A subway accelerate gradually (a= 1.2 m/s/s) from rest at one station until it is halfway to the next station and then decelerates gradually (a=-1.2 m/s/s) for the final half of the trip until it comes to rest. The two stations 1100 m apart.
A) what is the maximum speed the train reaches?
B) how long does it take to travel between the stations?
1100.2 = 550
550 = (1/2) a t^2
550 = .5 * 1.2 * t^2
t = 30.3 seconds to go halfway (same for the second half)
v = a t = 1.2 * 30.3 = 36.3 m/s
2 t = 60.6 seconds
To find the answers to these questions, we can use the equations of motion. Let's break down the problem into two parts: the acceleration phase and the deceleration phase.
Acceleration Phase:
1) We need to find the time it takes for the train to reach halfway between the two stations. The formula to find time is given by: t = (v - u) / a, where v is the final velocity, u is the initial velocity, t is the time, and a is the acceleration.
Given:
Initial velocity (u) = 0 (as the train starts from rest)
Acceleration (a) = 1.2 m/s^2 (positive because it is accelerating)
Distance (s) = 1100 m / 2 = 550 m (since the train travels halfway between the two stations)
Plugging in these values into the equation, we get:
t = (v - 0) / 1.2
550 = (v - 0) / 1.2
Simplifying:
550 * 1.2 = v
v = 660 m/s
So, the maximum speed the train reaches during the acceleration phase is 660 m/s.
Deceleration Phase:
2) Now, we need to find the time it takes for the train to come to rest after reaching halfway between the two stations. Here, the acceleration is negative (-1.2 m/s^2) because the train is decelerating.
Given:
Initial velocity (u) = 660 m/s (since the train is at maximum speed now)
Acceleration (a) = -1.2 m/s^2 (negative because it is decelerating)

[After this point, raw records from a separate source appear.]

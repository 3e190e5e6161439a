use std::io::{self, Write};

use ratatui::crossterm::event::{DisableMouseCapture, EnableMouseCapture};
use ratatui::crossterm::execute;
use tracing::{error, info};

/// Mouse reporting that is switched off again when dropped, also when the
/// event loop leaves early through `?`.
pub struct MouseCapture<W: Write> {
    out: W,
}

impl<W: Write> MouseCapture<W> {
    pub fn enable(mut out: W) -> io::Result<Self> {
        execute!(out, EnableMouseCapture)?;
        Ok(Self { out })
    }
}

impl<W: Write> Drop for MouseCapture<W> {
    fn drop(&mut self) {
        match execute!(self.out, DisableMouseCapture) {
            Ok(()) => info!("Mouse capture disabled"),
            Err(e) => error!("Failed to disable mouse capture: {}", e),
        }
    }
}

/// Chains onto the current panic hook. Install after `ratatui::init` so the
/// mouse is released before the terminal is restored.
pub fn setup_panic_handler() {
    let original_hook = std::panic::take_hook();

    std::panic::set_hook(Box::new(move |panic_info| {
        let _ = execute!(io::stdout(), DisableMouseCapture);
        error!("Application panicked: {}", panic_info);
        original_hook(panic_info);
    }));
}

Distance (s) = 550 m (since the remaining distance is the same as the earlier half)
Using the same formula as before, we get:
t = (v - u) / a
0 = (v - 660) / -1.2
0 = -1.2v + 792
Simplifying:
1.2v = 792
v = 660 m/s
The negative sign is ignored because we are interested in the magnitude of the velocity.
Now, we know that the train's maximum speed during the deceleration phase is also 660 m/s.
To find the total time taken to travel between the stations, we sum up the times taken during the acceleration and deceleration phases.
Total time taken = time during acceleration phase + time during deceleration phase
Total time taken = (550 / 1.2) + (550 / 1.2)
Total time taken = 458.33 + 458.33
Total time taken = 916.66 seconds
Therefore, it takes approximately 916.66 seconds to travel between the two stations.